The data: Begin
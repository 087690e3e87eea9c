//! Min-cost exposure from a seed set.
//!
//! Seeds enter the live frontier at cost 0 and are reported with the
//! `INDEX_MAX` sentinel ("unconstrained start"). Each round relaxes the
//! frontier through the relation under MIN_PLUS, keeps only strict
//! improvements, merges them into the result and expands them next round.
//! Under hop costs every id is settled the first time it is reached; under
//! edge weights a later round may still lower a cost.

use tracing::info;

use super::{round_ceiling, Progress};
use crate::chain::{RelationName, RelationStore};
use crate::graphblas::{grb_assign, CostMetric, GrBDesc, GrBVector, MinPlus, Semiring, INDEX_MAX};
use crate::ids::Id;
use crate::{Result, TraceConfig};

/// Minimal accumulated cost from `seeds` to every id reachable over
/// `relation` in at most `depth_bound` rounds. Seeds map to `INDEX_MAX`.
pub fn exposure<S>(
    store: &S,
    seeds: &[Id],
    relation: RelationName,
    depth_bound: usize,
    metric: CostMetric,
) -> Result<GrBVector<i64>>
where
    S: RelationStore + ?Sized,
{
    let config = TraceConfig::default().with_max_depth(depth_bound).with_metric(metric);
    exposure_with(store, seeds, relation, &config)
}

/// [`exposure`] with explicit settings.
pub fn exposure_with<S>(
    store: &S,
    seeds: &[Id],
    relation: RelationName,
    config: &TraceConfig,
) -> Result<GrBVector<i64>>
where
    S: RelationStore + ?Sized,
{
    let a = store.relation(relation)?;
    let origin = GrBVector::from_indices(a.nrows(), seeds.iter().copied(), INDEX_MAX as i64)?;
    if origin.is_empty() {
        info!(%relation, "exposure: no seeds");
        return Ok(origin);
    }

    let semiring = MinPlus::new(config.metric);
    let progress = Progress::start("exposure", semiring.name(), config.progress_every, origin.nvals());
    let mut pi = origin.clone();
    let mut q = origin.apply(|_| 0i64);
    let mut rounds = 0;

    for round in 0..round_ceiling(config.depth_bound(), a.nvals()) {
        // Seeds never take a cost; everything else only ever improves
        let candidate = a.vxm(&q, &semiring, Some(&origin), &GrBDesc::sc())?;
        q = candidate.select(|id, cost| pi.get(id).map_or(true, |current| cost < current));
        if q.is_empty() {
            break;
        }
        rounds = round + 1;

        grb_assign(&mut pi, Some(&q), &q, &GrBDesc::s())?;
        progress.round(round, q.nvals());
    }

    progress.finish(rounds, pi.nvals());
    Ok(pi)
}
The data: End
## Exercise prompt
Give back every line of the data above exactly as written.

## Response to this task
repository 087690e3e87eea9c
//! Min-cost exposure from a seed set.
//!
//! Seeds enter the live frontier at cost 0 and are reported with the
//! `INDEX_MAX` sentinel ("unconstrained start"). Each round relaxes the
//! frontier through the relation under MIN_PLUS, keeps only strict
//! improvements, merges them into the result and expands them next round.
//! Under hop costs every id is settled the first time it is reached; under
//! edge weights a later round may still lower a cost.

use tracing::info;

use super::{round_ceiling, Progress};
use crate::chain::{RelationName, RelationStore};
use crate::graphblas::{grb_assign, CostMetric, GrBDesc, GrBVector, MinPlus, Semiring, INDEX_MAX};
use crate::ids::Id;
use crate::{Result, TraceConfig};

/// Minimal accumulated cost from `seeds` to every id reachable over
/// `relation` in at most `depth_bound` rounds. Seeds map to `INDEX_MAX`.
pub fn exposure<S>(
    store: &S,
    seeds: &[Id],
    relation: RelationName,
    depth_bound: usize,
    metric: CostMetric,
) -> Result<GrBVector<i64>>
where
    S: RelationStore + ?Sized,
{
    let config = TraceConfig::default().with_max_depth(depth_bound).with_metric(metric);
    exposure_with(store, seeds, relation, &config)
}

/// [`exposure`] with explicit settings.
pub fn exposure_with<S>(
    store: &S,
    seeds: &[Id],
    relation: RelationName,
    config: &TraceConfig,
) -> Result<GrBVector<i64>>
where
    S: RelationStore + ?Sized,
{
    let a = store.relation(relation)?;
    let origin = GrBVector::from_indices(a.nrows(), seeds.iter().copied(), INDEX_MAX as i64)?;
    if origin.is_empty() {
        info!(%relation, "exposure: no seeds");
        return Ok(origin);
    }

    let semiring = MinPlus::new(config.metric);
    let progress = Progress::start("exposure", semiring.name(), config.progress_every, origin.nvals());
    let mut pi = origin.clone();
    let mut q = origin.apply(|_| 0i64);
    let mut rounds = 0;

    for round in 0..round_ceiling(config.depth_bound(), a.nvals()) {
        // Seeds never take a cost; everything else only ever improves
        let candidate = a.vxm(&q, &semiring, Some(&origin), &GrBDesc::sc())?;
        q = candidate.select(|id, cost| pi.get(id).map_or(true, |current| cost < current));
        if q.is_empty() {
            break;
        }
        rounds = round + 1;

        grb_assign(&mut pi, Some(&q), &q, &GrBDesc::s())?;
        progress.round(round, q.nvals());
    }

    progress.finish(rounds, pi.nvals());
    Ok(pi)
}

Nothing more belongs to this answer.